So this is from one of my homework problems in which we consider the map $f:\mathbb{R}^2\setminus \{(0,0)\} \to \mathbb{R}^2\setminus \{(0,0)\}$ where $f(x,y)=(2x,\frac{1}{2}y)$. Then it goes like "let $\sim$ be the equivalence relation generated by $(x,y)\sim f(x,y)$". However, I don't see why $\sim$ is an equivalence relation since we don't have any of reflexivity, symmetry or transitivity here.
More precisely, reflexivity fails since $(x,y)\neq f(x,y)$ whenever $(x,y)\in \mathbb{R}^2\setminus \{(0,0)\}$.
To check whether we have symmetry for $\sim$, notice that $$f(x,y)\sim (x,y)\iff (x,y)=f^2 (x,y)\iff f \text{ is an involution}$$ the last part of which does not hold.
For transitivity we can only deduce that $f^k (x,y)\sim f^{k+1} (x,y)$ for all integers $k$. But it is not the case that e.g. $f(x,y)\sim f^3 (x,y)$.
Can someone explain what went wrong? Thanks!

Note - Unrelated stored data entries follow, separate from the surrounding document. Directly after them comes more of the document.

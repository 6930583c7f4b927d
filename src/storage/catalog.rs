//! Append-only catalog of event records.
//!
//! Records are written one page at a time from [`LOG_DATA_BASE_ADDR`]
//! upwards. The persisted page counter is the only index: an event's id is
//! the number of complete events stored before it, so ids are dense and
//! start at zero after an erase.

use log::{debug, info, warn};
use thiserror_no_std::Error;

use super::{
    ControlFlag, ControlRegisterStore, EventRecord, LOG_DATA_BASE_ADDR, LOG_PAGE_CAPACITY,
    LogPage, PAGE_COUNT, PAGE_COUNTER_LOW_ADDR, PAGE_SIZE, PAGES_PER_EVENT, PagedStore,
    STORE_SIZE, StoreError,
};
use crate::sampling::SampleQueue;

#[derive(Error, Debug, Clone, Copy, PartialEq, Eq)]
pub enum CatalogError {
    #[error("store access failed: {0}")]
    Store(StoreError),
    #[error("event log is full")]
    CapacityExhausted,
    #[error("no event with id {0}")]
    NotFound(u8),
    #[error("page index {0} is outside an event")]
    InvalidPageIndex(usize),
    #[error("page {page} of event {id} belongs to another event")]
    TornEvent { id: u8, page: usize },
}

impl From<StoreError> for CatalogError {
    fn from(e: StoreError) -> Self {
        Self::Store(e)
    }
}

/// Event log layered over a [`PagedStore`].
pub struct EventCatalog<P> {
    store: P,
}

impl<P: PagedStore> EventCatalog<P> {
    pub fn new(store: P) -> Self {
        Self { store }
    }

    pub fn store(&self) -> &P {
        &self.store
    }

    pub fn store_mut(&mut self) -> &mut P {
        &mut self.store
    }

    pub fn into_inner(self) -> P {
        self.store
    }

    /// Persisted number of event pages. Not validated against capacity.
    pub async fn page_count(&mut self) -> Result<u16, CatalogError> {
        let mut counter = [0u8; 2];
        self.store
            .read_page(PAGE_COUNTER_LOW_ADDR, &mut counter)
            .await?;
        Ok(u16::from_le_bytes(counter))
    }

    /// Number of complete events, truncated to a byte.
    pub async fn event_count(&mut self) -> Result<u8, CatalogError> {
        let pages = self.page_count().await?;
        Ok((pages / PAGES_PER_EVENT as u16) as u8)
    }

    /// Advance the page counter by one and persist it.
    pub async fn increment_page_count(&mut self) -> Result<u16, CatalogError> {
        let pages = self.page_count().await?;
        if pages >= LOG_PAGE_CAPACITY {
            warn!("Page counter at capacity ({}), not incrementing", pages);
            return Err(CatalogError::CapacityExhausted);
        }

        let next = pages + 1;
        self.store
            .write_page(PAGE_COUNTER_LOW_ADDR, &next.to_le_bytes())
            .await?;
        self.store.wait_for_completion().await?;
        Ok(next)
    }

    /// Write one page at the next free slot. Does not touch the counter.
    pub async fn append_page(&mut self, page: &[u8; PAGE_SIZE]) -> Result<u16, CatalogError> {
        let pages = self.page_count().await?;
        let addr = LOG_DATA_BASE_ADDR as u32 + pages as u32 * PAGE_SIZE as u32;
        if addr + PAGE_SIZE as u32 > STORE_SIZE as u32 {
            warn!("No room for a page at {:#06x}", addr);
            return Err(CatalogError::CapacityExhausted);
        }

        let addr = addr as u16;
        self.store.write_page(addr, page).await?;
        self.store.wait_for_completion().await?;
        debug!("Appended page {} at {:#06x}", pages, addr);
        Ok(addr)
    }

    /// Store one page and account for it in the counter.
    pub async fn append_event_record(&mut self, record: &LogPage) -> Result<u16, CatalogError> {
        let addr = self.append_page(&record.to_bytes()).await?;
        self.increment_page_count().await?;
        Ok(addr)
    }

    /// Store a complete event built from the current sample history.
    ///
    /// Nothing is written unless all pages fit. Returns the event's base
    /// address.
    pub async fn append_event(
        &mut self,
        id: u8,
        status: u8,
        timestamp: u16,
        queue: &SampleQueue,
    ) -> Result<u16, CatalogError> {
        let pages = self.page_count().await?;
        if pages as usize + PAGES_PER_EVENT > LOG_PAGE_CAPACITY as usize {
            warn!(
                "Event {} dropped: {} of {} pages used",
                id, pages, LOG_PAGE_CAPACITY
            );
            return Err(CatalogError::CapacityExhausted);
        }

        let mut base = None;
        for payload in queue.payloads() {
            let page = LogPage::new(id, status, timestamp, payload);
            let addr = self.append_event_record(&page).await?;
            base.get_or_insert(addr);
        }

        let base = base.unwrap_or(LOG_DATA_BASE_ADDR);
        info!(
            "Stored event {} (status {:#04x}, t={}s) at {:#06x}",
            id, status, timestamp, base
        );
        Ok(base)
    }

    /// Address of the first page whose header carries `id`.
    pub async fn find_event_address(&mut self, id: u8) -> Result<u16, CatalogError> {
        let mut addr = LOG_DATA_BASE_ADDR as usize;
        while addr + PAGE_SIZE <= STORE_SIZE {
            if self.store.read_byte(addr as u16).await? == id {
                return Ok(addr as u16);
            }
            addr += PAGE_SIZE;
        }
        Err(CatalogError::NotFound(id))
    }

    /// Ids at or past the event count were never written, whatever the
    /// page headers hold.
    async fn ensure_stored(&mut self, id: u8) -> Result<(), CatalogError> {
        let events = self.event_count().await?;
        if id >= events {
            debug!("Event {} requested, {} stored", id, events);
            return Err(CatalogError::NotFound(id));
        }
        Ok(())
    }

    /// One page of the event `id`.
    pub async fn read_event_page(
        &mut self,
        id: u8,
        page_index: usize,
    ) -> Result<LogPage, CatalogError> {
        if page_index >= PAGES_PER_EVENT {
            return Err(CatalogError::InvalidPageIndex(page_index));
        }

        self.ensure_stored(id).await?;
        let base = self.find_event_address(id).await?;
        let addr = base as usize + page_index * PAGE_SIZE;
        if addr + PAGE_SIZE > STORE_SIZE {
            return Err(CatalogError::TornEvent {
                id,
                page: page_index,
            });
        }

        let mut bytes = [0u8; PAGE_SIZE];
        self.store.read_page(addr as u16, &mut bytes).await?;
        let page = LogPage::from_bytes(&bytes);
        if page.id != id {
            return Err(CatalogError::TornEvent {
                id,
                page: page_index,
            });
        }
        Ok(page)
    }

    /// All pages of the event `id`.
    pub async fn read_event(&mut self, id: u8) -> Result<EventRecord, CatalogError> {
        self.ensure_stored(id).await?;
        let base = self.find_event_address(id).await?;
        if base as usize + PAGES_PER_EVENT * PAGE_SIZE > STORE_SIZE {
            return Err(CatalogError::TornEvent { id, page: 0 });
        }

        let mut pages = [LogPage::new(0, 0, 0, [0; super::PAYLOAD_SIZE]); PAGES_PER_EVENT];
        for (index, page) in pages.iter_mut().enumerate() {
            let mut bytes = [0u8; PAGE_SIZE];
            let addr = base + (index * PAGE_SIZE) as u16;
            self.store.read_page(addr, &mut bytes).await?;
            *page = LogPage::from_bytes(&bytes);
            if page.id != id {
                return Err(CatalogError::TornEvent { id, page: index });
            }
        }
        Ok(EventRecord { pages })
    }

    /// Zero the whole store, control page included, then mark the reset.
    pub async fn erase_all(&mut self) -> Result<(), CatalogError> {
        info!("Erasing {} pages", PAGE_COUNT);

        let zeros = [0u8; PAGE_SIZE];
        for page in 0..PAGE_COUNT {
            self.store
                .write_page((page * PAGE_SIZE) as u16, &zeros)
                .await?;
            self.store.wait_for_completion().await?;
        }

        self.store
            .set_flag(ControlFlag::ResetPerformed, true)
            .await?;
        info!("Erase complete");
        Ok(())
    }
}
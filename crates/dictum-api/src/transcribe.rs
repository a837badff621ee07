//! Speech-to-text client.

use std::time::Duration;

use reqwest::multipart;
use serde::Deserialize;

use dictum_core::config::ApiConfig;
use dictum_core::{Error, MediaAsset, Result};

use crate::srt;

/// Connection timeout; uploads themselves are not bounded here, large
/// recordings legitimately take minutes.
const CONNECT_TIMEOUT: Duration = Duration::from_secs(10);

#[derive(Debug, Deserialize)]
struct TranscriptionResponse {
    text: String,
}

#[derive(Debug, Deserialize)]
struct ApiErrorBody {
    error: Option<ApiErrorDetail>,
}

#[derive(Debug, Deserialize)]
struct ApiErrorDetail {
    message: String,
}

/// Client for the audio transcription endpoint.
pub struct TranscriptionClient {
    client: reqwest::Client,
    base_url: String,
    api_key: String,
    model: String,
    language: String,
    temperature: f32,
    response_format: String,
}

impl TranscriptionClient {
    pub fn new(config: &ApiConfig) -> Self {
        let client = reqwest::Client::builder()
            .connect_timeout(CONNECT_TIMEOUT)
            .build()
            .unwrap_or_else(|e| {
                tracing::warn!("Failed to build HTTP client with timeout: {e}");
                reqwest::Client::new()
            });

        Self {
            client,
            base_url: config.base_url.trim_end_matches('/').to_string(),
            api_key: config.api_key.clone(),
            model: config.transcription_model.clone(),
            language: config.language.clone(),
            temperature: config.temperature,
            response_format: config.response_format.clone(),
        }
    }

    /// Override the configured language for this client.
    pub fn with_language(mut self, language: impl Into<String>) -> Self {
        self.language = language.into();
        self
    }

    /// Transcribe one recording and return plain text.
    ///
    /// A JSON response yields its `text` field; any other content type is
    /// treated as SRT and reduced to plain text.
    pub async fn transcribe(&self, asset: &MediaAsset) -> Result<String> {
        let url = format!("{}/audio/transcriptions", self.base_url);

        let file_part = multipart::Part::bytes(asset.bytes.to_vec())
            .file_name(asset.file_name.clone())
            .mime_str(&asset.mime_type)
            .map_err(|e| Error::api(None, format!("invalid mime type: {e}")))?;

        let form = multipart::Form::new()
            .text("model", self.model.clone())
            .text("language", self.language.clone())
            .text("temperature", self.temperature.to_string())
            .text("response_format", self.response_format.clone())
            .part("file", file_part);

        tracing::debug!(
            model = %self.model,
            language = %self.language,
            file = %asset.file_name,
            "sending audio for transcription"
        );

        let response = self
            .client
            .post(&url)
            .bearer_auth(&self.api_key)
            .multipart(form)
            .send()
            .await
            .map_err(|e| Error::api(None, format!("transcription request failed: {e}")))?;

        let status = response.status();
        if !status.is_success() {
            let body = response.text().await.unwrap_or_default();
            let message = serde_json::from_str::<ApiErrorBody>(&body)
                .ok()
                .and_then(|b| b.error)
                .map(|e| e.message)
                .unwrap_or_else(|| {
                    if body.is_empty() {
                        "failed to transcribe audio".into()
                    } else {
                        body
                    }
                });
            return Err(Error::api(Some(status.as_u16()), message));
        }

        let is_json = response
            .headers()
            .get(reqwest::header::CONTENT_TYPE)
            .and_then(|v| v.to_str().ok())
            .map(|v| v.contains("application/json"))
            .unwrap_or(false);

        let text = if is_json {
            response
                .json::<TranscriptionResponse>()
                .await
                .map_err(|e| Error::api(None, format!("malformed transcription response: {e}")))?
                .text
        } else {
            let body = response
                .text()
                .await
                .map_err(|e| Error::api(None, format!("failed to read response body: {e}")))?;
            srt::extract_text(&body)
        };

        tracing::info!(chars = text.len(), "transcription completed");
        Ok(text.trim().to_string())
    }
}

#[cfg(test)]
mod tests {
    use super::*;
    use wiremock::matchers::{header, method, path};
    use wiremock::{Mock, MockServer, ResponseTemplate};

    fn config(base_url: &str) -> ApiConfig {
        ApiConfig {
            base_url: base_url.to_string(),
            api_key: "test-key".into(),
            ..ApiConfig::default()
        }
    }

    fn asset() -> MediaAsset {
        MediaAsset::new(vec![1u8; 32], "audio/mpeg", "note.mp3")
    }

    #[tokio::test]
    async fn srt_response_is_reduced_to_text() {
        let server = MockServer::start().await;
        Mock::given(method("POST"))
            .and(path("/audio/transcriptions"))
            .and(header("authorization", "Bearer test-key"))
            .respond_with(
                ResponseTemplate::new(200)
                    .insert_header("content-type", "text/plain")
                    .set_body_string("1\n00:00:00,000 --> 00:00:02,000\nhello\n\n2\n00:00:02,000 --> 00:00:04,000\nworld\n"),
            )
            .expect(1)
            .mount(&server)
            .await;

        let client = TranscriptionClient::new(&config(&server.uri()));
        let text = client.transcribe(&asset()).await.unwrap();
        assert_eq!(text, "hello world");
    }

    #[tokio::test]
    async fn json_response_uses_the_text_field() {
        let server = MockServer::start().await;
        Mock::given(method("POST"))
            .and(path("/audio/transcriptions"))
            .respond_with(ResponseTemplate::new(200).set_body_json(serde_json::json!({
                "text": "dictated content"
            })))
            .mount(&server)
            .await;

        let client = TranscriptionClient::new(&config(&server.uri()));
        let text = client.transcribe(&asset()).await.unwrap();
        assert_eq!(text, "dictated content");
    }

    #[tokio::test]
    async fn api_error_carries_status_and_message() {
        let server = MockServer::start().await;
        Mock::given(method("POST"))
            .and(path("/audio/transcriptions"))
            .respond_with(ResponseTemplate::new(401).set_body_json(serde_json::json!({
                "error": { "message": "Incorrect API key provided" }
            })))
            .mount(&server)
            .await;

        let client = TranscriptionClient::new(&config(&server.uri()));
        let err = client.transcribe(&asset()).await.unwrap_err();
        let msg = err.to_string();
        assert!(msg.contains("401"), "got: {msg}");
        assert!(msg.contains("Incorrect API key"), "got: {msg}");
    }

    #[tokio::test]
    async fn language_override_applies() {
        let client = TranscriptionClient::new(&config("http://localhost:1")).with_language("fr");
        assert_eq!(client.language, "fr");
    }
}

It means that $\sim$ is the smallest equivalent relation that contains the given relation.
And yes, in effect, it means that we have to add pairs to our relation in order to get it reflexive, symmetric and transitive.
So, for a specific example, we will have e.g. $ (12,5)\sim (3,20)$.